Cunninghamia 'Glauca' deep-dive guides
Every aspect of cunninghamia 'glauca' care, each with its own calibrated guide:
- Cunninghamia 'Glauca' watering schedule
- Cunninghamia 'Glauca' light requirements
- Best soil mix for cunninghamia 'glauca'
- Cunninghamia 'Glauca' fertilizing guide
- When to repot cunninghamia 'glauca'
- How to propagate cunninghamia 'glauca'
- Cunninghamia 'Glauca' growth rate & size
- Cunninghamia 'Glauca' cold hardiness
- Cunninghamia 'Glauca' temperature & humidity
- Is cunninghamia 'glauca' toxic to cats & dogs?
- Is cunninghamia 'glauca' toxic to cats?
- Is cunninghamia 'glauca' toxic to dogs?
- Getting cunninghamia 'glauca' to bloom
Featured in these plant shortlists
Cunninghamia 'Glauca' qualifies for 6 curated Growli shortlists — each one filtered objectively from our structured plant-care library, so the selection is consistent and checkable:
- Best drought-tolerant houseplants — Houseplants that prefer to dry out — forgiving of forgotten watering and ideal for travel or busy weeks.
- Best humidity-loving houseplants — Houseplants that thrive in a bathroom, kitchen, or by a humidifier — selected by documented humidity preference.

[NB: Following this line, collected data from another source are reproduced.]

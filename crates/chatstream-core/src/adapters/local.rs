use std::sync::Arc;
use std::time::Duration;

use serde_json::Value;
use tracing::{debug, warn};

use super::credentials::{CredentialStore, LoginRedirect, login_target, schedule_login_redirect};
use super::error_frame::{FailureNotice, MessageLocale, error_response};
use super::transport::{AdapterResponse, HttpRequest, HttpTransport, RequestBody, read_body_snippet};
use crate::errors::ChatStreamError;
use crate::pipeline::classify::{ClassifiedPayload, SseBody, Signal};

const FAILURE_BODY_CHARS: usize = 200;

/// Configuration for the authenticated local chat backend.
#[derive(Clone, Debug, PartialEq, Eq)]
pub struct LocalModelConfig {
    pub base_url: String,
    /// Login page the user is sent to when authentication fails.
    pub login_path: String,
    /// Location the login page returns to.
    pub return_to: String,
    /// Delay before the login redirect, so the notice can be read first.
    pub redirect_delay: Duration,
    pub timeout: Duration,
    pub locale: MessageLocale,
}

impl Default for LocalModelConfig {
    fn default() -> Self {
        Self::new("http://localhost:8080")
    }
}

impl LocalModelConfig {
    pub fn new(base_url: impl Into<String>) -> Self {
        Self {
            base_url: base_url.into(),
            login_path: "/login".to_string(),
            return_to: "/".to_string(),
            redirect_delay: Duration::from_millis(1500),
            timeout: Duration::from_secs(300),
            locale: MessageLocale::default(),
        }
    }

    /// Builds a config from `CHATSTREAM_LOCAL_BASE_URL`, falling back to the
    /// default address when unset.
    pub fn from_env() -> Result<Self, ChatStreamError> {
        match std::env::var("CHATSTREAM_LOCAL_BASE_URL") {
            Ok(base_url) if !base_url.trim().is_empty() => {
                reqwest::Url::parse(base_url.trim()).map_err(|e| {
                    ChatStreamError::Config(format!("invalid CHATSTREAM_LOCAL_BASE_URL: {e}"))
                })?;
                Ok(Self::new(base_url.trim()))
            }
            _ => Ok(Self::default()),
        }
    }

    pub fn login_path(mut self, path: impl Into<String>) -> Self {
        self.login_path = path.into();
        self
    }

    pub fn return_to(mut self, location: impl Into<String>) -> Self {
        self.return_to = location.into();
        self
    }

    pub fn redirect_delay(mut self, delay: Duration) -> Self {
        self.redirect_delay = delay;
        self
    }

    pub fn timeout(mut self, timeout: Duration) -> Self {
        self.timeout = timeout;
        self
    }

    pub fn locale(mut self, locale: MessageLocale) -> Self {
        self.locale = locale;
        self
    }

    /// `{base}/api/chat`, with `sessionId` appended when non-blank.
    pub(crate) fn chat_url(&self, session_id: Option<&str>) -> Result<String, ChatStreamError> {
        let base = format!("{}/api/chat", self.base_url.trim_end_matches('/'));
        let mut url = reqwest::Url::parse(&base)
            .map_err(|e| ChatStreamError::Config(format!("invalid local-model URL {base}: {e}")))?;
        if let Some(session_id) = session_id.map(str::trim).filter(|s| !s.is_empty()) {
            url.query_pairs_mut().append_pair("sessionId", session_id);
        }
        Ok(url.into())
    }
}

/// Authenticated backend that streams pre-normalized JSON frames.
#[derive(Clone)]
pub struct LocalBackend {
    config: LocalModelConfig,
    transport: Arc<dyn HttpTransport>,
    credentials: Arc<dyn CredentialStore>,
    redirect: Arc<dyn LoginRedirect>,
}

impl LocalBackend {
    pub fn new(
        config: LocalModelConfig,
        transport: Arc<dyn HttpTransport>,
        credentials: Arc<dyn CredentialStore>,
        redirect: Arc<dyn LoginRedirect>,
    ) -> Self {
        Self {
            config,
            transport,
            credentials,
            redirect,
        }
    }

    pub fn config(&self) -> &LocalModelConfig {
        &self.config
    }

    pub async fn request(&self, text: &str, session_id: Option<&str>) -> AdapterResponse {
        let locale = self.config.locale;
        let Some(token) = self.credentials.token().filter(|t| !t.trim().is_empty()) else {
            warn!("no credential for local-model; login required");
            self.redirect_to_login();
            return error_response(&FailureNotice::LoginRequired, locale);
        };

        let url = match self.config.chat_url(session_id) {
            Ok(url) => url,
            Err(err) => {
                warn!(error = %err, "local-model URL rejected");
                return error_response(&FailureNotice::ConnectionFailed(err.to_string()), locale);
            }
        };
        let request = HttpRequest::post(url, RequestBody::Text(text.to_string()))
            .header("Content-Type", "text/plain")
            .header("Accept", "text/event-stream")
            .bearer(&token);
        debug!(session_id = session_id.unwrap_or_default(), "starting local chat stream");

        let response = match self.transport.send(request).await {
            Ok(response) => response,
            Err(err) => {
                warn!(error = %err, "local-model request failed");
                return error_response(&FailureNotice::ConnectionFailed(err.to_string()), locale);
            }
        };
        match response.status {
            401 | 403 => {
                warn!(status = response.status, "local-model rejected credential");
                self.credentials.clear();
                self.redirect_to_login();
                error_response(&FailureNotice::SessionExpired, locale)
            }
            _ if response.ok => response,
            status => {
                let body = read_body_snippet(response.body, FAILURE_BODY_CHARS).await;
                warn!(status, "local-model request rejected");
                error_response(&FailureNotice::RequestFailed { status, body }, locale)
            }
        }
    }

    fn redirect_to_login(&self) {
        schedule_login_redirect(
            self.redirect.clone(),
            login_target(&self.config.login_path, &self.config.return_to),
            self.config.redirect_delay,
        );
    }
}

/// Local backend mapping applied on top of the shared classification: its
/// server sets `done` / `isWaitQueuing` to any truthy value, not only `true`.
///
/// Repair, noise filtering, keep-alive suppression and content extraction
/// (`{content}`, `{type:"content", data}`, error envelopes, serialized
/// fallback) stay with the shared classifier and normalizer.
#[derive(Clone, Copy, Debug, Default, PartialEq, Eq)]
pub struct LocalTransform;

impl LocalTransform {
    pub fn apply(&self, payload: ClassifiedPayload) -> ClassifiedPayload {
        let value = match &payload {
            ClassifiedPayload::Sse(SseBody::Json(value)) | ClassifiedPayload::Json(value) => value,
            _ => return payload,
        };
        if truthy(value.get("done")) {
            ClassifiedPayload::Ignored(Signal::Done)
        } else if truthy(value.get("isWaitQueuing")) {
            ClassifiedPayload::KeepAlive
        } else {
            payload
        }
    }
}

fn truthy(value: Option<&Value>) -> bool {
    match value {
        None | Some(Value::Null) | Some(Value::Bool(false)) => false,
        Some(Value::String(text)) => !text.is_empty(),
        Some(Value::Number(n)) => n.as_f64() != Some(0.0),
        Some(_) => true,
    }
}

- Best flowering houseplants — Indoor plants grown for their blooms — selected from the flowering species in Growli’s plant-care library.
- Best houseplants for full sun — Houseplants that want direct sun — the species for a hot south or west-facing windowsill where shade-lovers scorch.
- Best houseplants for a cool room — Houseplants that tolerate cool conditions down to about 10°C — for an unheated spare room, hallway, porch or a home kept cool.
- Best fast-growing houseplants — Houseplants documented as fast or vigorous growers — quick to fill a pot, cover a pole or trail down a shelf.
- Browse all 29 plant shortlists — pet-safe, low-light, drought-tolerant and more
Related guides
Cunninghamia 'Glauca' is also commonly called blue China fir or glaucous China fir.